Ketegangan Meningkat: AS Desak China Bujuk Iran Terkait Selat Hormuz

WASHINGTON, KOMPAS.TV – Situasi di Timur Tengah kembali memanas. Amerika Serikat (AS) meningkatkan tekanan terhadap Iran dengan melancarkan serangan ke fasilitas nuklir negara tersebut, memicu reaksi keras dari Teheran. Sebagai respons, Iran mengancam akan menutup Selat Hormuz, jalur vital bagi pengiriman minyak dunia.

Menteri Luar Negeri AS, Marco Rubio, secara terbuka meminta China untuk menggunakan pengaruhnya dan membujuk Iran agar tidak menutup Selat Hormuz. Permintaan ini muncul setelah parlemen Iran menyetujui rencana penutupan tersebut, meskipun keputusan akhir berada di tangan Dewan Keamanan Nasional Tertinggi Iran.

Penutupan Selat Hormuz akan berdampak signifikan pada ekonomi global, terutama bagi China yang merupakan pembeli minyak terbesar dari Iran. Hubungan dekat antara Beijing dan Teheran menjadikan China sebagai pihak yang potensial untuk meredakan ketegangan ini.

Serangan AS ke fasilitas nuklir Iran pada Minggu (22/6/2025) telah mendorong harga minyak dunia melonjak ke level tertinggi dalam lima bulan terakhir. Rubio menekankan bahwa penutupan Selat Hormuz akan menjadi "bunuh diri ekonomi" bagi Iran dan akan merugikan banyak negara.

Selat Hormuz merupakan jalur strategis yang dilalui sekitar 20 persen pasokan minyak dunia. Negara-negara produsen minyak dan gas utama di Timur Tengah sangat bergantung pada jalur ini untuk mengirimkan energi mereka ke seluruh dunia. Gangguan terhadap operasi di Selat Hormuz berpotensi memicu lonjakan harga minyak global yang signifikan.

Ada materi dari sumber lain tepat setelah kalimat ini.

//! Command dispatcher abstraction.
//!
//! Defines the `CommandDispatcher` trait for running external transport
//! tools (adb, fastboot, odin4), allowing different implementations
//! (real processes, scripted mock).

use std::fmt;
use std::time::Duration;

use thiserror::Error;

use crate::error::ErrorKind;

/// Lower bound applied to every dispatch timeout.
pub const MIN_TIMEOUT: Duration = Duration::from_millis(10);
/// Upper bound applied to every dispatch timeout.
pub const MAX_TIMEOUT: Duration = Duration::from_secs(4 * 60 * 60);
/// Default timeout for query commands (device listings).
pub const DEFAULT_QUERY_TIMEOUT: Duration = Duration::from_secs(5);

/// Lines of stderr kept in failure messages.
const TAIL_LINES: usize = 5;

/// stderr/stdout fragments meaning the device went away under the command.
const DISCONNECT_PATTERNS: &[&str] = &[
    "no devices/emulators found",
    "device offline",
    "device not found",
    "error: closed",
    "protocol fault",
    "no_device",
    "device disconnected",
    "failed to open device",
];

#[derive(Error, Debug, Clone, PartialEq, Eq)]
pub enum DispatchError {
    #[error("{program} could not be started: {message}")]
    NotFound { program: String, message: String },

    #[error("{program} timed out after {timeout_ms}ms")]
    Timeout { program: String, timeout_ms: u64 },

    #[error("{program} exited with code {code}: {stderr_tail}")]
    NonZeroExit {
        program: String,
        code: i32,
        stderr_tail: String,
    },

    #[error("{program} lost the device: {stderr_tail}")]
    TransportDisconnected { program: String, stderr_tail: String },
}

impl DispatchError {
    pub fn kind(&self) -> ErrorKind {
        match self {
            DispatchError::NotFound { .. } => ErrorKind::TransportNotFound,
            DispatchError::Timeout { .. } => ErrorKind::CommandTimeout,
            DispatchError::NonZeroExit { .. } => ErrorKind::CommandFailed,
            DispatchError::TransportDisconnected { .. } => ErrorKind::TransportDisconnected,
        }
    }
}

/// A program plus its argument list. Never passed through a shell.
#[derive(Debug, Clone, PartialEq, Eq)]
pub struct CommandSpec {
    pub program: String,
    pub args: Vec<String>,
}

impl CommandSpec {
    pub fn new<I, S>(program: impl Into<String>, args: I) -> Self
    where
        I: IntoIterator<Item = S>,
        S: Into<String>,
    {
        Self {
            program: program.into(),
            args: args.into_iter().map(Into::into).collect(),
        }
    }
}

impl fmt::Display for CommandSpec {
    fn fmt(&self, f: &mut fmt::Formatter<'_>) -> fmt::Result {
        write!(f, "{}", self.program)?;
        for arg in &self.args {
            write!(f, " {}", arg)?;
        }
        Ok(())
    }
}

/// Captured result of a command that ran to completion.
#[derive(Debug, Clone, Default, PartialEq, Eq)]
pub struct CommandOutput {
    pub stdout: String,
    pub stderr: String,
    pub exit_code: i32,
}

impl CommandOutput {
    pub fn success(stdout: impl Into<String>) -> Self {
        Self {
            stdout: stdout.into(),
            ..Default::default()
        }
    }

    /// Last few stderr lines, falling back to stdout when stderr is empty.
    pub fn stderr_tail(&self) -> String {
        let source = if self.stderr.trim().is_empty() {
            &self.stdout
        } else {
            &self.stderr
        };
        tail(source, TAIL_LINES)
    }

    /// Case-insensitive search across both streams.
    pub fn mentions(&self, pattern: &str) -> bool {
        let pattern = pattern.to_lowercase();
        self.stderr.to_lowercase().contains(&pattern)
            || self.stdout.to_lowercase().contains(&pattern)
    }
}

/// Abstract command runner.
///
/// This trait enables:
/// - Production implementation spawning real processes
/// - Mock implementation for unit testing
pub trait CommandDispatcher: Send + Sync {
    /// Run `command`, waiting at most `timeout`.
    fn execute(
        &self,
        command: &CommandSpec,
        timeout: Duration,
    ) -> Result<CommandOutput, DispatchError>;
}

/// Clamp a requested timeout into the supported range.
pub fn bound_timeout(timeout: Duration) -> Duration {
    timeout.clamp(MIN_TIMEOUT, MAX_TIMEOUT)
}

/// Turn a finished command into success or a classified failure.
pub fn classify(program: &str, output: CommandOutput) -> Result<CommandOutput, DispatchError> {
    if output.exit_code == 0 {
        return Ok(output);
    }

    if DISCONNECT_PATTERNS.iter().any(|p| output.mentions(p)) || names_missing_device(&output) {
        return Err(DispatchError::TransportDisconnected {
            program: program.to_string(),
            stderr_tail: output.stderr_tail(),
        });
    }

    Err(DispatchError::NonZeroExit {
        program: program.to_string(),
        code: output.exit_code,
        stderr_tail: output.stderr_tail(),
    })
}

/// adb's serial-scoped form: `adb: device 'R58M123ABC' not found`.
fn names_missing_device(output: &CommandOutput) -> bool {
    [&output.stderr, &output.stdout].iter().any(|stream| {
        stream.lines().any(|line| {
            let line = line.to_lowercase();
            line.find("device '")
                .is_some_and(|at| line[at + "device '".len()..].contains("' not found"))
        })
    })
}

fn tail(text: &str, lines: usize) -> String {
    let kept: Vec<&str> = text
        .lines()
        .map(str::trim_end)
        .filter(|l| !l.is_empty())
        .collect();
    let start = kept.len().saturating_sub(lines);
    kept[start..].join("\n")
}

#[cfg(test)]
mod tests {
    use super::*;

    fn failed(stderr: &str, code: i32) -> CommandOutput {
        CommandOutput {
            stdout: String::new(),
            stderr: stderr.to_string(),
            exit_code: code,
        }
    }

    #[test]
    fn test_classify_success() {
        let out = classify("adb", CommandOutput::success("ok")).unwrap();
        assert_eq!(out.stdout, "ok");
    }

    #[test]
    fn test_classify_disconnect() {
        let err = classify("adb", failed("error: no devices/emulators found\n", 1)).unwrap_err();
        assert_eq!(err.kind(), ErrorKind::TransportDisconnected);

        let err = classify("adb", failed("adb: device 'R58M123ABC' not found\n", 1)).unwrap_err();
        assert_eq!(err.kind(), ErrorKind::TransportDisconnected);

        let err = classify("adb", failed("error: device 'R58M123ABC' not found\n", 1)).unwrap_err();
        assert_eq!(err.kind(), ErrorKind::TransportDisconnected);
    }

    #[test]
    fn test_quoted_text_alone_is_not_a_disconnect() {
        let err = classify("adb", failed("adb: file 'update.zip' not found\n", 1)).unwrap_err();
        assert_eq!(err.kind(), ErrorKind::CommandFailed);
    }

    #[test]
    fn test_classify_non_zero() {
        let err = classify("odin4", failed("FAIL! (Auth)\n", 2)).unwrap_err();
        match err {
            DispatchError::NonZeroExit {
                code, stderr_tail, ..
            } => {
                assert_eq!(code, 2);
                assert_eq!(stderr_tail, "FAIL! (Auth)");
            }
            other => panic!("unexpected {other:?}"),
        }
    }

    #[test]
    fn test_stderr_tail_keeps_last_lines() {
        let out = failed("1\n2\n3\n4\n5\n6\n7\n", 1);
        assert_eq!(out.stderr_tail(), "3\n4\n5\n6\n7");
    }

    #[test]
    fn test_bound_timeout() {
        assert_eq!(bound_timeout(Duration::ZERO), MIN_TIMEOUT);
        assert_eq!(bound_timeout(Duration::from_secs(u64::MAX)), MAX_TIMEOUT);
        assert_eq!(
            bound_timeout(DEFAULT_QUERY_TIMEOUT),
            DEFAULT_QUERY_TIMEOUT
        );
    }

    #[test]
    fn test_command_display() {
        let cmd = CommandSpec::new("adb", ["reboot", "recovery"]);
        assert_eq!(cmd.to_string(), "adb reboot recovery");
    }
}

Kepala Penelitian Energi MST Financial menyatakan bahwa AS telah memperkuat posisi pertahanannya di kawasan tersebut sebagai persiapan menghadapi kemungkinan serangan balasan dari Iran. Namun, risiko eskalasi lebih lanjut tetap menjadi perhatian utama yang dapat mempengaruhi harga minyak dunia secara dramatis.